NFL Changes Rules for Non-Games in Upcoming Non-Season

NFL owners change the rules for kickoffs and instant replay next season… whenever that may be.

The Goal has Been Changed

Like a crazy housewife redecorating a home that she has yet to purchase, NFL owners made rule changes for their playerless game. One rule passed moves kickoffs from the 30 to the 35-yard line, undermining the abilities of kickers across the league. Another rule passed by unanimous vote, to have the booth replay official review all scoring plays, since the cameras on the field are antiques.

This shows that NFL owners are spending time and effort playing with the game, instead of securing that the games will be played. Owners have been confident that football will go on as usual, a confidence that has existed consistently since before the failure to agree to a new CBA through now, a time that still shows no new CBA.

The baseball strike of 1994-1995 became the first professional sport to lose its entire postseason due to a labor dispute. The strike was not well-received to fans as attendance at the games plummeted, as did television ratings. In 2004, an NHL  lockout resulted in the cancellation of what would have been the 88th season of a league that seemed set on alienating their few remaining fans.

So is a canceled season likely? Damn right it is! One group of white-collar criminals negotiating with a group of drunk driving assaulting criminals who sometimes shoot themselves is not a combination for logic or reason.

The State of Football is Similar to a Glass Window at Good Morning America After a Chris Brown Visit

But the owners are going to keep on keepin’ on like it’s all lollipops and unicorns (instead of the suck and unrealistic reality). They made two other minor changes to the playerless game.

One change is that teams who wish to change the color of their field now require league approval. Though no team has suggested making a change to a non-green field, the league wanted to be proactive and prevent that from happening without approval, a concern spawned from Boise State’s electric blue smurf turf and from the idea that sponsors could approach teams and suggest a deal that involved altering a field’s color.

Possible field sponsorship ideas:

  • UPS creating a What Can Brown Do For You? field, likely in Cleveland.
  • The Hurtz: We’ll Pick You Up & Tackle You turf to be the mustard compliment of the Heinz-57-Ways-to-Make-You-Bleed field in Pittsburgh.
  • Gang Green Giant field for the Jets because the Jets should always play somewhere that has the name “Giant” in there.

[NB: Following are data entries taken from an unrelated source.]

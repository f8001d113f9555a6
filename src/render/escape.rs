//! HTML escaping.
use std::borrow::Cow;

fn escape(s: &str, quotes: bool) -> Cow<'_, str> {
    let needs = |c: char| matches!(c, '&' | '<' | '>') || (quotes && c == '"');
    if !s.contains(needs) {
        return Cow::Borrowed(s);
    }
    let mut out = String::with_capacity(s.len() + 16);
    for c in s.chars() {
        match c {
            '&' => out.push_str("&amp;"),
            '<' => out.push_str("&lt;"),
            '>' => out.push_str("&gt;"),
            '"' if quotes => out.push_str("&quot;"),
            c => out.push(c),
        }
    }
    Cow::Owned(out)
}

/// Escape a double-quoted attribute value.
pub fn attr(s: &str) -> Cow<'_, str> {
    escape(s, true)
}

/// Escape text content.
pub fn text(s: &str) -> Cow<'_, str> {
    escape(s, false)
}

The other proposal that passed is intended to clears up the confusion on penalties for dead ball fouls. To make all dead ball fouls consistent, on penalties in that situation at the end of the half, the half will not be extended to further football. Before there was confusion based on which unit committed the dead ball foul. Dead ball being an appropriate topic for the NFL to discuss as they amend a game instead of trying to revive a dead deal.